"""
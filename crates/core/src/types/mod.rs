//! Core types for Premium Food Ventures.
//!
//! This module provides the entity records stored in the hosted database
//! and type-safe wrappers for the values they carry.

pub mod bucket;
pub mod category;
pub mod email;
pub mod gallery;
pub mod id;
pub mod product;
pub mod rating;
pub mod record;
pub mod testimonial;

pub use bucket::{Bucket, BucketError, object_path_from_url};
pub use category::GalleryCategory;
pub use email::{Email, EmailError};
pub use gallery::{GalleryFields, GalleryItem};
pub use id::*;
pub use product::{Product, ProductFields};
pub use rating::{Rating, RatingError};
pub use record::Record;
pub use testimonial::{Testimonial, TestimonialFields};
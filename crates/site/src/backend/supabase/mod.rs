//! Supabase implementation of the backend traits.
//!
//! One [`SupabaseClient`] covers all three services of a project:
//! - `/rest/v1` - PostgREST row access ([`rest`])
//! - `/storage/v1` - object storage ([`storage`])
//! - `/auth/v1` - `GoTrue` email/password auth ([`auth`])

mod auth;
mod rest;
mod storage;

use reqwest::{Method, RequestBuilder, Response};
use secrecy::{ExposeSecret, SecretString};
use serde::Deserialize;

use super::{BackendError, Caller};
use crate::config::SupabaseConfig;

/// HTTP client for a Supabase project.
#[derive(Clone)]
pub struct SupabaseClient {
    client: reqwest::Client,
    base_url: String,
    api_key: SecretString,
}

impl SupabaseClient {
    /// Create a new client.
    ///
    /// # Errors
    ///
    /// Returns error if the HTTP client fails to build.
    pub fn new(config: &SupabaseConfig) -> Result<Self, BackendError> {
        let client = reqwest::Client::builder()
            .user_agent(concat!("premium-food-site/", env!("CARGO_PKG_VERSION")))
            .build()?;

        Ok(Self {
            client,
            base_url: config.url.as_str().trim_end_matches('/').to_string(),
            api_key: config.api_key.clone(),
        })
    }

    /// Absolute URL for a path under the project.
    fn endpoint(&self, path: &str) -> String {
        format!("{}{path}", self.base_url)
    }

    /// Start a request with the API key and the caller's bearer token.
    fn request(&self, method: Method, url: &str, caller: &Caller) -> RequestBuilder {
        let bearer = caller
            .access_token()
            .map_or_else(|| self.api_key.expose_secret(), |token| token.as_str());

        self.client
            .request(method, url)
            .header("apikey", self.api_key.expose_secret())
            .bearer_auth(bearer)
    }
}

/// Error bodies differ between services; this accepts any of their shapes.
#[derive(Debug, Default, Deserialize)]
struct ErrorBody {
    message: Option<String>,
    msg: Option<String>,
    error_description: Option<String>,
    error: Option<String>,
}

impl ErrorBody {
    fn into_message(self) -> Option<String> {
        self.message
            .or(self.msg)
            .or(self.error_description)
            .or(self.error)
    }
}

/// Pass successful responses through; turn error statuses into [`BackendError::Api`].
async fn check(response: Response) -> Result<Response, BackendError> {
    let status = response.status();
    if status.is_success() {
        return Ok(response);
    }

    let body = response.text().await.unwrap_or_default();
    Err(BackendError::Api {
        status: status.as_u16(),
        message: error_message(&body, status.canonical_reason().unwrap_or("Request failed")),
    })
}

/// Extract the provider's message from an error body.
fn error_message(body: &str, fallback: &str) -> String {
    serde_json::from_str::<ErrorBody>(body)
        .ok()
        .and_then(ErrorBody::into_message)
        .or_else(|| {
            let trimmed = body.trim();
            (!trimmed.is_empty()).then(|| trimmed.to_string())
        })
        .unwrap_or_else(|| fallback.to_string())
}

#[cfg(test)]
mod tests {
    use super::*;

    #[test]
    fn test_error_message_shapes() {
        assert_eq!(
            error_message(r#"{"code":"23505","message":"duplicate key"}"#, "x"),
            "duplicate key"
        );
        assert_eq!(
            error_message(r#"{"code":400,"msg":"Invalid login credentials"}"#, "x"),
            "Invalid login credentials"
        );
        assert_eq!(
            error_message(
                r#"{"error":"invalid_grant","error_description":"Refresh Token Not Found"}"#,
                "x"
            ),
            "Refresh Token Not Found"
        );
        assert_eq!(
            error_message(r#"{"statusCode":"409","error":"Duplicate","message":"The resource already exists"}"#, "x"),
            "The resource already exists"
        );
        assert_eq!(error_message("upstream timeout", "x"), "upstream timeout");
        assert_eq!(error_message("", "Bad Gateway"), "Bad Gateway");
    }
}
"""
▶ [Task details]: Where does the string "site" appear in the records above? Return every line that holds it.

▶ [Written solution]:
filename crates/site/src/backend/supabase/mod.rs
            .user_agent(concat!("premium-food-site/", env!("CARGO_PKG_VERSION")))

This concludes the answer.